I mentioned this last point to my wife the following weekend when she asked me how the chat with Guy had gone.

She vehemently disagreed.

‘But a kitchen is much more complicated than a bedroom, with lots more unique decisions called for,’ she protested. On the face of it, perhaps; but all Guy is saying is that we should take care to notice and do what we can to give ourselves the best possible chance of drifting off peacefully. Good light exclusion, sleep-friendly ambient temperature and humidity, quiet, comfort, a sense of order, a lack of fuss, space. I’ve even gone as far as to ban bedside cabinets as they merely provide storage for yet more chaos in the form of coins, leaflets, adaptors, pens, pencils and bloody loom bands!
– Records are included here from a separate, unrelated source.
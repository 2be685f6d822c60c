//! `WebAuthn` protocol types
//!
//! The wire DTOs for both ceremonies plus the persisted credential record.
//! Values are immutable once constructed; the constructors enforce the
//! protocol invariants (challenge length, user-handle length) so no
//! partially-valid value exists. Serde renames pin the exact JSON member
//! names the browser API produces and consumes.

use chrono::{DateTime, Utc};
use serde::{Deserialize, Serialize};
use serde_json::Value;

use super::cose::{alg, CoseKey};
use super::{Bytes, WebAuthnError};

/// Relying party identity: the effective domain and a display name.
#[derive(Serialize, Deserialize, Clone, Debug)]
pub struct RpEntity {
    pub id: String,
    pub name: String,
}

/// User account identity. The `id` is the user handle: opaque, stable,
/// at most 64 bytes, and never displayed.
#[derive(Serialize, Deserialize, Clone, Debug)]
pub struct UserEntity {
    pub id: Bytes,
    pub name: String,
    #[serde(rename = "displayName")]
    pub display_name: String,
}

impl UserEntity {
    /// # Errors
    /// Returns `Configuration` when the handle is empty or longer than
    /// 64 bytes.
    pub fn new(id: Bytes, name: &str, display_name: &str) -> Result<Self, WebAuthnError> {
        if id.is_empty() || id.len() > 64 {
            return Err(WebAuthnError::Configuration(format!(
                "user handle must be 1..=64 bytes, got {}",
                id.len()
            )));
        }
        Ok(Self {
            id,
            name: name.to_string(),
            display_name: display_name.to_string(),
        })
    }
}

/// The only credential type Level 3 defines.
#[derive(Serialize, Deserialize, Clone, Copy, Debug, PartialEq, Eq)]
pub enum PublicKeyCredentialType {
    #[serde(rename = "public-key")]
    PublicKey,
}

/// One acceptable credential algorithm, in preference order.
#[derive(Serialize, Deserialize, Clone, Copy, Debug, PartialEq, Eq)]
pub struct PublicKeyCredentialParameters {
    #[serde(rename = "type")]
    pub credential_type: PublicKeyCredentialType,
    pub alg: i64,
}

impl PublicKeyCredentialParameters {
    pub const ES256: Self = Self::of(alg::ES256);
    pub const EDDSA: Self = Self::of(alg::EDDSA);
    pub const RS256: Self = Self::of(alg::RS256);
    pub const RS1: Self = Self::of(alg::RS1);

    const fn of(algorithm: i64) -> Self {
        Self {
            credential_type: PublicKeyCredentialType::PublicKey,
            alg: algorithm,
        }
    }

    /// The default parameter list: ES256, Ed25519, RS256.
    #[must_use]
    pub fn default_params() -> Vec<Self> {
        vec![Self::ES256, Self::EDDSA, Self::RS256]
    }
}

#[derive(Serialize, Deserialize, Clone, Copy, Debug, PartialEq, Eq)]
#[serde(rename_all = "lowercase")]
pub enum UserVerificationRequirement {
    Required,
    Preferred,
    Discouraged,
}

#[derive(Serialize, Deserialize, Clone, Copy, Debug, PartialEq, Eq)]
#[serde(rename_all = "lowercase")]
pub enum ResidentKeyRequirement {
    Required,
    Preferred,
    Discouraged,
}

#[derive(Serialize, Deserialize, Clone, Copy, Debug, PartialEq, Eq)]
#[serde(rename_all = "lowercase")]
pub enum AttestationConveyancePreference {
    None,
    Indirect,
    Direct,
    Enterprise,
}

#[derive(Serialize, Deserialize, Clone, Copy, Debug, PartialEq, Eq)]
#[serde(rename_all = "kebab-case")]
pub enum AuthenticatorAttachment {
    Platform,
    CrossPlatform,
}

#[derive(Serialize, Deserialize, Clone, Copy, Debug, PartialEq, Eq, PartialOrd, Ord)]
#[serde(rename_all = "kebab-case")]
pub enum AuthenticatorTransport {
    Usb,
    Nfc,
    Ble,
    Hybrid,
    Internal,
    SmartCard,
}

#[derive(Serialize, Deserialize, Clone, Debug, Default)]
pub struct AuthenticatorSelectionCriteria {
    #[serde(
        rename = "authenticatorAttachment",
        skip_serializing_if = "Option::is_none"
    )]
    pub authenticator_attachment: Option<AuthenticatorAttachment>,
    #[serde(rename = "residentKey", skip_serializing_if = "Option::is_none")]
    pub resident_key: Option<ResidentKeyRequirement>,
    #[serde(rename = "requireResidentKey", default)]
    pub require_resident_key: bool,
    #[serde(rename = "userVerification", skip_serializing_if = "Option::is_none")]
    pub user_verification: Option<UserVerificationRequirement>,
}

/// Reference to an existing credential, used in exclude and allow lists.
#[derive(Serialize, Deserialize, Clone, Debug)]
pub struct PublicKeyCredentialDescriptor {
    #[serde(rename = "type")]
    pub credential_type: PublicKeyCredentialType,
    pub id: Bytes,
    #[serde(skip_serializing_if = "Vec::is_empty", default)]
    pub transports: Vec<AuthenticatorTransport>,
}

impl PublicKeyCredentialDescriptor {
    #[must_use]
    pub fn new(id: Bytes, transports: Vec<AuthenticatorTransport>) -> Self {
        Self {
            credential_type: PublicKeyCredentialType::PublicKey,
            id,
            transports,
        }
    }
}

/// Options for `navigator.credentials.create`.
#[derive(Serialize, Deserialize, Clone, Debug)]
pub struct PublicKeyCredentialCreationOptions {
    pub rp: RpEntity,
    pub user: UserEntity,
    pub challenge: Bytes,
    #[serde(rename = "pubKeyCredParams")]
    pub pub_key_cred_params: Vec<PublicKeyCredentialParameters>,
    #[serde(skip_serializing_if = "Option::is_none")]
    pub timeout: Option<u32>,
    #[serde(
        rename = "excludeCredentials",
        skip_serializing_if = "Vec::is_empty",
        default
    )]
    pub exclude_credentials: Vec<PublicKeyCredentialDescriptor>,
    #[serde(
        rename = "authenticatorSelection",
        skip_serializing_if = "Option::is_none"
    )]
    pub authenticator_selection: Option<AuthenticatorSelectionCriteria>,
    #[serde(skip_serializing_if = "Option::is_none")]
    pub attestation: Option<AttestationConveyancePreference>,
    #[serde(skip_serializing_if = "Option::is_none")]
    pub extensions: Option<Value>,
}

impl PublicKeyCredentialCreationOptions {
    /// # Errors
    /// Returns `Configuration` when the challenge is shorter than 16 bytes.
    pub fn new(
        rp: RpEntity,
        user: UserEntity,
        challenge: Bytes,
        pub_key_cred_params: Vec<PublicKeyCredentialParameters>,
    ) -> Result<Self, WebAuthnError> {
        if challenge.len() < 16 {
            return Err(WebAuthnError::Configuration(format!(
                "challenge must be at least 16 bytes, got {}",
                challenge.len()
            )));
        }
        Ok(Self {
            rp,
            user,
            challenge,
            pub_key_cred_params,
            timeout: None,
            exclude_credentials: Vec::new(),
            authenticator_selection: None,
            attestation: None,
            extensions: None,
        })
    }

    /// The user-verification requirement carried in the options, defaulting
    /// to `preferred` like the browser API.
    #[must_use]
    pub fn user_verification(&self) -> UserVerificationRequirement {
        self.authenticator_selection
            .as_ref()
            .and_then(|s| s.user_verification)
            .unwrap_or(UserVerificationRequirement::Preferred)
    }
}

/// Options for `navigator.credentials.get`.
#[derive(Serialize, Deserialize, Clone, Debug)]
pub struct PublicKeyCredentialRequestOptions {
    pub challenge: Bytes,
    #[serde(skip_serializing_if = "Option::is_none")]
    pub timeout: Option<u32>,
    #[serde(rename = "rpId", skip_serializing_if = "Option::is_none")]
    pub rp_id: Option<String>,
    #[serde(
        rename = "allowCredentials",
        skip_serializing_if = "Vec::is_empty",
        default
    )]
    pub allow_credentials: Vec<PublicKeyCredentialDescriptor>,
    #[serde(rename = "userVerification", skip_serializing_if = "Option::is_none")]
    pub user_verification: Option<UserVerificationRequirement>,
    #[serde(skip_serializing_if = "Option::is_none")]
    pub extensions: Option<Value>,
}

impl PublicKeyCredentialRequestOptions {
    /// # Errors
    /// Returns `Configuration` when the challenge is shorter than 16 bytes.
    pub fn new(challenge: Bytes, rp_id: &str) -> Result<Self, WebAuthnError> {
        if challenge.len() < 16 {
            return Err(WebAuthnError::Configuration(format!(
                "challenge must be at least 16 bytes, got {}",
                challenge.len()
            )));
        }
        Ok(Self {
            challenge,
            timeout: None,
            rp_id: Some(rp_id.to_string()),
            allow_credentials: Vec::new(),
            user_verification: None,
            extensions: None,
        })
    }
}

/// The authenticator's response during registration.
#[derive(Serialize, Deserialize, Clone, Debug)]
pub struct AuthenticatorAttestationResponse {
    #[serde(rename = "clientDataJSON")]
    pub client_data_json: Bytes,
    #[serde(rename = "attestationObject")]
    pub attestation_object: Bytes,
    #[serde(skip_serializing_if = "Vec::is_empty", default)]
    pub transports: Vec<AuthenticatorTransport>,
}

/// The authenticator's response during authentication.
#[derive(Serialize, Deserialize, Clone, Debug)]
pub struct AuthenticatorAssertionResponse {
    #[serde(rename = "clientDataJSON")]
    pub client_data_json: Bytes,
    #[serde(rename = "authenticatorData")]
    pub authenticator_data: Bytes,
    pub signature: Bytes,
    #[serde(rename = "userHandle", skip_serializing_if = "Option::is_none")]
    pub user_handle: Option<Bytes>,
}

/// A `PublicKeyCredential` as produced by `navigator.credentials.create`.
#[derive(Serialize, Deserialize, Clone, Debug)]
pub struct RegistrationCredential {
    pub id: String,
    #[serde(rename = "rawId")]
    pub raw_id: Bytes,
    #[serde(rename = "type")]
    pub credential_type: PublicKeyCredentialType,
    pub response: AuthenticatorAttestationResponse,
    #[serde(rename = "clientExtensionResults", default)]
    pub client_extension_results: Option<Value>,
    #[serde(
        rename = "authenticatorAttachment",
        skip_serializing_if = "Option::is_none"
    )]
    pub authenticator_attachment: Option<AuthenticatorAttachment>,
}

/// A `PublicKeyCredential` as produced by `navigator.credentials.get`.
#[derive(Serialize, Deserialize, Clone, Debug)]
pub struct AssertionCredential {
    pub id: String,
    #[serde(rename = "rawId")]
    pub raw_id: Bytes,
    #[serde(rename = "type")]
    pub credential_type: PublicKeyCredentialType,
    pub response: AuthenticatorAssertionResponse,
    #[serde(rename = "clientExtensionResults", default)]
    pub client_extension_results: Option<Value>,
    #[serde(
        rename = "authenticatorAttachment",
        skip_serializing_if = "Option::is_none"
    )]
    pub authenticator_attachment: Option<AuthenticatorAttachment>,
}

/// How the attestation statement vouches for the credential.
#[derive(Serialize, Deserialize, Clone, Copy, Debug, PartialEq, Eq)]
#[serde(rename_all = "camelCase")]
pub enum AttestationType {
    None,
    SelfAttestation,
    Basic,
    AttCa,
    AnonCa,
}

/// The validated output of a registration ceremony, shaped for persistence.
#[derive(Serialize, Deserialize, Clone, Debug)]
pub struct CredentialRecord {
    pub credential_id: Bytes,
    pub credential_type: PublicKeyCredentialType,
    pub public_key: CoseKey,
    pub sign_count: u32,
    pub uv_initialized: bool,
    pub backup_eligible: bool,
    pub backup_state: bool,
    pub transports: Vec<AuthenticatorTransport>,
    pub attestation_object: Bytes,
    pub attestation_client_data_json: Bytes,
    pub user_handle: Bytes,
    pub label: String,
    pub created: DateTime<Utc>,
    pub last_used: DateTime<Utc>,
}

/// The authenticated principal a successful assertion resolves to.
#[derive(Serialize, Deserialize, Clone, Debug)]
pub struct AuthenticatedCredential {
    pub credential_id: Bytes,
    pub user_handle: Bytes,
    pub sign_count: u32,
    pub authenticated_at: DateTime<Utc>,
}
‘Clutter is like our past: we may not be able to see it, but we know it exists and that, as many insomniacs will confirm, is one of the chief culprits when it comes to having our precious sleep stolen from underneath us.’

After meeting this genius, sleep became my number one priority, above all else. I changed my diet, eating patterns, everything. I especially focused on making more time to enjoy my sleep, which I now do. I also kept a sleeping diary and realized I am a six- to seven-hours-a-night man. Any less than that and I really can feel the difference the next day.

Surprisingly, the better I sleep the more tired I feel when my alarm goes off in the morning, but the more rested I feel as the day unfolds. I definitely concentrate better for longer and I’m far less irritable. I still have a long way to go, but I’m on the right road.

What a Guy.

Thank you, Doctor.

 

Money

Top Ten Things That Money’s Good For:

10

Nice house for you.

9

Nice houses for people you love.

8

Nice car/cars.

7

Nice clothes.

6

Decent travel.

5

Good restaurants.

4

Zero hangover i.e. quality wine.

3

Family holidays.

2

Specialist medical cover.

1

Making a difference where a difference matters.

 

The Bible says, ‘The meek shall inherit the earth.’ Well, I’m not so sure they’re going to want it after we, the not so meek, have fudged it up like we are doing.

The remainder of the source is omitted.